FAST Web Crawler FAQs
http://www.fastsearch.com/support.php?c=faqs/crawler

Information on blocking content from the FAST crawler.

Lycos Multimedia Search
http://multimedia.lycos.com/

Powered by FAST, this provides access to multimedia files from across the web. No copyright disclaimers appear on the home page or results pages. Following the Help link from the home page does in turn show a link to a "Legal Information" page. This page simply says that Lycos offers no advice as to the fair use of images found from the web. Links lead to the page containing the image, not the image itself. The help link from the home page provides no information about excluding images. This is possible, if you follow the instructions that FAST provides. However, a webmaster would need to understand that FAST provides Lycos Multimedia Search results, and not everyone will make this connection.

Robots Exclusion
http://www.robotstxt.org/wc/exclusion.html

Explains how the robots.txt file and meta robots tag work. Be aware that the meta robots tag needs special additional commands not mentioned on this page to block particular multimedia spiders.

How To Block Search Engines
http://searchenginewatch.com/subscribers/more/robotstxt.html

Additional information about using the robots.txt file. It also leads to more information about the meta robots tag.

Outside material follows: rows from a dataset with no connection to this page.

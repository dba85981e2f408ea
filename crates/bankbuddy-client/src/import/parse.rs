use crate::contracts::types::ImportIssue;
use crate::{ClientError, ClientResult};

const DATE_HEADERS: [&str; 5] = [
    "date",
    "transaction date",
    "posted date",
    "posting date",
    "trans. date",
];
const DESCRIPTION_HEADERS: [&str; 4] = ["description", "payee", "merchant", "name"];
const ORIGINAL_DESCRIPTION_HEADERS: [&str; 2] = ["original description", "memo"];
const CATEGORY_HEADERS: [&str; 1] = ["category"];
const AMOUNT_HEADERS: [&str; 2] = ["amount", "transaction amount"];
const DEBIT_HEADERS: [&str; 1] = ["debit"];
const CREDIT_HEADERS: [&str; 1] = ["credit"];
const STATUS_HEADERS: [&str; 1] = ["status"];

#[derive(Debug, Clone, Copy)]
enum AmountColumns {
    Signed(usize),
    DebitCredit { debit: usize, credit: usize },
}

#[derive(Debug, Clone, Copy)]
struct ColumnMap {
    date: usize,
    description: usize,
    amount: AmountColumns,
    original_description: Option<usize>,
    category: Option<usize>,
    status: Option<usize>,
}

#[derive(Debug, Clone, PartialEq, Eq)]
pub(crate) enum RawAmount {
    Signed(Option<String>),
    DebitCredit {
        debit: Option<String>,
        credit: Option<String>,
    },
}

#[derive(Debug, Clone)]
pub(crate) struct ParsedRow {
    pub(crate) row: i64,
    pub(crate) posted_at: Option<String>,
    pub(crate) description: Option<String>,
    pub(crate) amount: RawAmount,
    pub(crate) original_description: Option<String>,
    pub(crate) category: Option<String>,
    pub(crate) status: Option<String>,
}

#[derive(Debug, Clone)]
pub(crate) struct ParsedFile {
    pub(crate) rows: Vec<ParsedRow>,
    /// Records the CSV reader itself could not decode.
    pub(crate) issues: Vec<ImportIssue>,
}

impl ParsedFile {
    pub(crate) fn rows_read(&self) -> i64 {
        (self.rows.len() + self.issues.len()) as i64
    }
}

pub(crate) fn parse_csv(source_ref: &str, content: &str) -> ClientResult<ParsedFile> {
    let body = content.strip_prefix('\u{feff}').unwrap_or(content);
    let mut reader = csv::ReaderBuilder::new()
        .has_headers(true)
        .flexible(true)
        .trim(csv::Trim::All)
        .from_reader(body.as_bytes());

    let headers = reader
        .headers()
        .map_err(|error| {
            ClientError::import_schema_mismatch(
                source_ref,
                vec![format!("readable header row ({error})")],
                Vec::new(),
            )
        })?
        .iter()
        .map(|value| value.to_string())
        .collect::<Vec<String>>();

    let columns = map_columns(source_ref, &headers)?;

    let mut rows = Vec::new();
    let mut issues = Vec::new();
    for (index, record) in reader.records().enumerate() {
        let row = (index as i64) + 1;
        let record = match record {
            Ok(record) => record,
            Err(error) => {
                log::warn!("skipping unreadable row {row} in {source_ref}: {error}");
                issues.push(ImportIssue {
                    row,
                    field: "record".to_string(),
                    code: "malformed_row".to_string(),
                    description: format!("row could not be read as CSV: {error}"),
                    expected: None,
                    received: None,
                });
                continue;
            }
        };

        if record.iter().all(|value| value.is_empty()) {
            continue;
        }

        let amount = match columns.amount {
            AmountColumns::Signed(index) => RawAmount::Signed(cell(&record, Some(index))),
            AmountColumns::DebitCredit { debit, credit } => RawAmount::DebitCredit {
                debit: cell(&record, Some(debit)),
                credit: cell(&record, Some(credit)),
            },
        };

        rows.push(ParsedRow {
            row,
            posted_at: cell(&record, Some(columns.date)),
            description: cell(&record, Some(columns.description)),
            amount,
            original_description: cell(&record, columns.original_description),
            category: cell(&record, columns.category),
            status: cell(&record, columns.status),
        });
    }

    Ok(ParsedFile { rows, issues })
}

fn map_columns(source_ref: &str, headers: &[String]) -> ClientResult<ColumnMap> {
    let normalized = headers
        .iter()
        .map(|header| header.trim().to_lowercase())
        .collect::<Vec<String>>();
    let find = |aliases: &[&str]| {
        aliases
            .iter()
            .find_map(|alias| normalized.iter().position(|header| header == alias))
    };

    let date = find(&DATE_HEADERS);
    let description = find(&DESCRIPTION_HEADERS);
    let amount = match find(&AMOUNT_HEADERS) {
        Some(index) => Some(AmountColumns::Signed(index)),
        None => match (find(&DEBIT_HEADERS), find(&CREDIT_HEADERS)) {
            (Some(debit), Some(credit)) => Some(AmountColumns::DebitCredit { debit, credit }),
            _ => None,
        },
    };

    let (Some(date), Some(description), Some(amount)) = (date, description, amount) else {
        let mut missing = Vec::new();
        if date.is_none() {
            missing.push("date".to_string());
        }
        if description.is_none() {
            missing.push("description".to_string());
        }
        if amount.is_none() {
            missing.push("amount".to_string());
        }
        return Err(ClientError::import_schema_mismatch(
            source_ref,
            missing,
            headers.to_vec(),
        ));
    };

    Ok(ColumnMap {
        date,
        description,
        amount,
        original_description: find(&ORIGINAL_DESCRIPTION_HEADERS),
        category: find(&CATEGORY_HEADERS),
        status: find(&STATUS_HEADERS),
    })
}

fn cell(record: &csv::StringRecord, index: Option<usize>) -> Option<String> {
    let value = record.get(index?)?;
    if value.is_empty() {
        return None;
    }
    Some(value.to_string())
}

Multimedia Search Complaints
http://searchenginewatch.com/resources/imagecomplaints.html

Round-up page with articles about multimedia search complaints. See the "AltaVista Photo Finder Has Artists Concerned" article listed for more about why artists have unique concerns when it comes to being listed in image search engines and why opting-out via the robots.txt file or a meta robots tag might be a good solution for everyone involved.